Problem details — Please copy every line from the records below that contains the string "UserResponse".

(Data extracted from a collection)
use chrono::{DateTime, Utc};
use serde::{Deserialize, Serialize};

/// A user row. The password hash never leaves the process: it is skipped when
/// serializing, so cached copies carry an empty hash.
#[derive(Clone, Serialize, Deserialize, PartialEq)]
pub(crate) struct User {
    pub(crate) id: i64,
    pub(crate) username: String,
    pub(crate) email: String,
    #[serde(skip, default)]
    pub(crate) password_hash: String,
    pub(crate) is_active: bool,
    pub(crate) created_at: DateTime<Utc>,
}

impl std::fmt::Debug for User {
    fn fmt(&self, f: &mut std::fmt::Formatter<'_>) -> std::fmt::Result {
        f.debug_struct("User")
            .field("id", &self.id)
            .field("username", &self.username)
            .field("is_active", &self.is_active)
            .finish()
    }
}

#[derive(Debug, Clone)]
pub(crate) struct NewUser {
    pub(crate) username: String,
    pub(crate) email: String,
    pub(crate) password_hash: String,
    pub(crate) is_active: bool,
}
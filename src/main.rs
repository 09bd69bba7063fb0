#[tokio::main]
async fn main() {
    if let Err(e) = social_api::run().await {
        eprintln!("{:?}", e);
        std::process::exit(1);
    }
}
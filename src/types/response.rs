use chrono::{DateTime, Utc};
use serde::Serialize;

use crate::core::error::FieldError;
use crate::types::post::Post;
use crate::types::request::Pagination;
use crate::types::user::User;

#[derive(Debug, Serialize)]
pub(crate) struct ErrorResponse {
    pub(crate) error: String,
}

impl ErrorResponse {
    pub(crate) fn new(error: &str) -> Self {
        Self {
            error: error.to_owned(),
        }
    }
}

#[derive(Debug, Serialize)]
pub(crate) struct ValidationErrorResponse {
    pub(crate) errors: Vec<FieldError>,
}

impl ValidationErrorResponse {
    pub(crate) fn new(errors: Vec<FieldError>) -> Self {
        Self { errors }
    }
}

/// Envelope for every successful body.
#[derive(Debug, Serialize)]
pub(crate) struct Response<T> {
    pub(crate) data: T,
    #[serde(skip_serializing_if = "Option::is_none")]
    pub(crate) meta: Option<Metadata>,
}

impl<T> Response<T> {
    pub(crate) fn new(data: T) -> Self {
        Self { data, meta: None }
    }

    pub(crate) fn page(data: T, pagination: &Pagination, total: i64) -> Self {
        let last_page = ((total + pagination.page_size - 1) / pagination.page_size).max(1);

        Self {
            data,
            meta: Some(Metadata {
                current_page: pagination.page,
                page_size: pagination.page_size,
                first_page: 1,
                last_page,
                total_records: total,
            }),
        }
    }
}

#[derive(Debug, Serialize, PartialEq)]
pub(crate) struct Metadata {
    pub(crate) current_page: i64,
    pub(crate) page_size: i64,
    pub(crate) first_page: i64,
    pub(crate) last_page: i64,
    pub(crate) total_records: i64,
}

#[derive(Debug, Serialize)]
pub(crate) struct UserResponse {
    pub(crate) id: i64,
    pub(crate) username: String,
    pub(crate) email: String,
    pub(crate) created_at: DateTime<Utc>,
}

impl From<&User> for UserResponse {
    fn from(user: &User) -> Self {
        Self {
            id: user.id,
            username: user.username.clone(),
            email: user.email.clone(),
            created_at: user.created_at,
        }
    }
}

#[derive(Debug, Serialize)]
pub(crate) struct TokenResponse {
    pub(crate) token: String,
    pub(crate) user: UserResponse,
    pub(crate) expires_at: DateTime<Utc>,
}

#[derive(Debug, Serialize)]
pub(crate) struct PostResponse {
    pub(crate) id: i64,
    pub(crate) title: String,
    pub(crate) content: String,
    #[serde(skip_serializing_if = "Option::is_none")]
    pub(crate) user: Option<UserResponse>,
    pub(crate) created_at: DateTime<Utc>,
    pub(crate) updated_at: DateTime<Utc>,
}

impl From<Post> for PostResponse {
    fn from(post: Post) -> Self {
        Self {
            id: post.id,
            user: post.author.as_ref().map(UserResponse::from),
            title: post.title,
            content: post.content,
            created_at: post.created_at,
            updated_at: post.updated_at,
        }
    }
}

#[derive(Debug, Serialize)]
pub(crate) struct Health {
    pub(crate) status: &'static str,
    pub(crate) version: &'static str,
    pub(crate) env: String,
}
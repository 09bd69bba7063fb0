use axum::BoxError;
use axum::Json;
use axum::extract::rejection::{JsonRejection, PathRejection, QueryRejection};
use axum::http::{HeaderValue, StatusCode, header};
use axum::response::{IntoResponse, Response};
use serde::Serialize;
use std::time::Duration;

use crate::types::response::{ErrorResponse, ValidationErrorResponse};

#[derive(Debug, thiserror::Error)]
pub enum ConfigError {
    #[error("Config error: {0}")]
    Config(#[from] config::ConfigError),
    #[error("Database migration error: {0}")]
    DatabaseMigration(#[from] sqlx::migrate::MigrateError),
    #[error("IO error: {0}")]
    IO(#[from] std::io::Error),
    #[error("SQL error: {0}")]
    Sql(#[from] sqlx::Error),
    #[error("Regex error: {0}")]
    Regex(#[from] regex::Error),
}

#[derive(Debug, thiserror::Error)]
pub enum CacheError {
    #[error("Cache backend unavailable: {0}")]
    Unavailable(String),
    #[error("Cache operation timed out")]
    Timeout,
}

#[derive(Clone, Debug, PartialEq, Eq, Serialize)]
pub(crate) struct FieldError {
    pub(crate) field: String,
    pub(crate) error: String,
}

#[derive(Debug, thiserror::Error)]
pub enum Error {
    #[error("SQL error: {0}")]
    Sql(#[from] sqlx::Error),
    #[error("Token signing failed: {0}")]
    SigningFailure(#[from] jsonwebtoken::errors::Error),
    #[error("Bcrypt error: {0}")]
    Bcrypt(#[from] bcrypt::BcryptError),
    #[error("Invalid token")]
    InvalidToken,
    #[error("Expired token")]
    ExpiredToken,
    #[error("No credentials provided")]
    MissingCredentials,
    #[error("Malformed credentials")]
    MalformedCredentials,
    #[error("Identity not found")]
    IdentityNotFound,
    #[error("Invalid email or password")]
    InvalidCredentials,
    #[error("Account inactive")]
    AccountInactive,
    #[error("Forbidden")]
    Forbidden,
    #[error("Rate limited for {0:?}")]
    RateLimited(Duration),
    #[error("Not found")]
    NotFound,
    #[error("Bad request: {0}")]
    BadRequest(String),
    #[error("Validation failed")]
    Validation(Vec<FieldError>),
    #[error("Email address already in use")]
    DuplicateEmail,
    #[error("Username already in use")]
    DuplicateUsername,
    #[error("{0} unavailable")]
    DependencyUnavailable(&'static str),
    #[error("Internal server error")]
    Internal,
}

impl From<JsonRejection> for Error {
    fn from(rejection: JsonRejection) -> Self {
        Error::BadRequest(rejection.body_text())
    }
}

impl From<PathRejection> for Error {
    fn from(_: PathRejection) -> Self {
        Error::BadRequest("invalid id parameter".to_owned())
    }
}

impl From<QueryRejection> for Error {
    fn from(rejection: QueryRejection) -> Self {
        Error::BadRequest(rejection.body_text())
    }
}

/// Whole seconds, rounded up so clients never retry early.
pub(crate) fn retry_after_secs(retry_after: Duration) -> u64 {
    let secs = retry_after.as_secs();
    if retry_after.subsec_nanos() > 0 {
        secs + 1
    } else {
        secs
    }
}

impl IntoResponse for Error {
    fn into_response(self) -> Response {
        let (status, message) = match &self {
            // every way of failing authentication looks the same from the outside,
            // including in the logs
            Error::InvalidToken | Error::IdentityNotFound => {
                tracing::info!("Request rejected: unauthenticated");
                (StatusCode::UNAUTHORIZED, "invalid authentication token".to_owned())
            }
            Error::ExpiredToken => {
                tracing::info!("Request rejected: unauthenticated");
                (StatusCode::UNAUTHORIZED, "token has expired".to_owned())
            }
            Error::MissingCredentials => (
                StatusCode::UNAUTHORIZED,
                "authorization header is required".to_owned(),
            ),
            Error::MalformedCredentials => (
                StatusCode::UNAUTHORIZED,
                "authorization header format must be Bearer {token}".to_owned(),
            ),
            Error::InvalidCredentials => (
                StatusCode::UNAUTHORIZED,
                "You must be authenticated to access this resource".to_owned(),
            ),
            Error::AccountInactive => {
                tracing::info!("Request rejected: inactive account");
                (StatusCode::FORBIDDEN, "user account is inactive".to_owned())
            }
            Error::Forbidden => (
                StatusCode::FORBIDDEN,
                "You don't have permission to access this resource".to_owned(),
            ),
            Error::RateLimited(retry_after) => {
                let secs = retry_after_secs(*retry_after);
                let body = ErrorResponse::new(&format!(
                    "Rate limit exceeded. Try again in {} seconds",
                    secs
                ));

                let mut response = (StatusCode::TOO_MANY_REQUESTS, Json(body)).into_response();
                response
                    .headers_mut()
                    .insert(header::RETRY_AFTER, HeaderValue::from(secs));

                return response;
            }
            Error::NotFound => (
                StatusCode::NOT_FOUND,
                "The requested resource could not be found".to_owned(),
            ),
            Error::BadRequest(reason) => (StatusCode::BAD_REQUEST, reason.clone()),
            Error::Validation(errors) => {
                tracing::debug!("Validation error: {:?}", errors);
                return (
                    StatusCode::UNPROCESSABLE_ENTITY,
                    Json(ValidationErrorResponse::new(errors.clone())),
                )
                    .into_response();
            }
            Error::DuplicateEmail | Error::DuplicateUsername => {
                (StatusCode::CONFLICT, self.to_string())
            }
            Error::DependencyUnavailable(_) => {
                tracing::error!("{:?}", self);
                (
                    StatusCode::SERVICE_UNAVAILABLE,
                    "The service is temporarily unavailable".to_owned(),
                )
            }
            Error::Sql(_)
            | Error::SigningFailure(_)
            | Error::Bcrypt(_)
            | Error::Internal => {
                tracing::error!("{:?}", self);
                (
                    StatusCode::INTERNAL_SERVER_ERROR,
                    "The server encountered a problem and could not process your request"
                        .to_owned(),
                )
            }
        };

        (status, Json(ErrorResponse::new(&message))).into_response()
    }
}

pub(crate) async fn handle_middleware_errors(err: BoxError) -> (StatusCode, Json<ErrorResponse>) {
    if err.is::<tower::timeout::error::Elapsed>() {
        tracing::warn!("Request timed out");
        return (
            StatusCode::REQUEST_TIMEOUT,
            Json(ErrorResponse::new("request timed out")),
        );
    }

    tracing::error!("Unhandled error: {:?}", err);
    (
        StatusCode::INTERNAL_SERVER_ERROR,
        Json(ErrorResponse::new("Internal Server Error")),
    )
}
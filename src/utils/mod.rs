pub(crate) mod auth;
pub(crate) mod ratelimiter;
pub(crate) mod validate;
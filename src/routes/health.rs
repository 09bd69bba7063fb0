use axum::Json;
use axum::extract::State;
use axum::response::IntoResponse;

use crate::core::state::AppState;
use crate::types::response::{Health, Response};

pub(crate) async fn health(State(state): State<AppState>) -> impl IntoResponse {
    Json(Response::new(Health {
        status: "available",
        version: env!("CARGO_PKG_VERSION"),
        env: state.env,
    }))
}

Task answer —
pub(crate) struct UserResponse {
impl From<&User> for UserResponse {
    pub(crate) user: UserResponse,
    pub(crate) user: Option<UserResponse>,
            user: post.author.as_ref().map(UserResponse::from),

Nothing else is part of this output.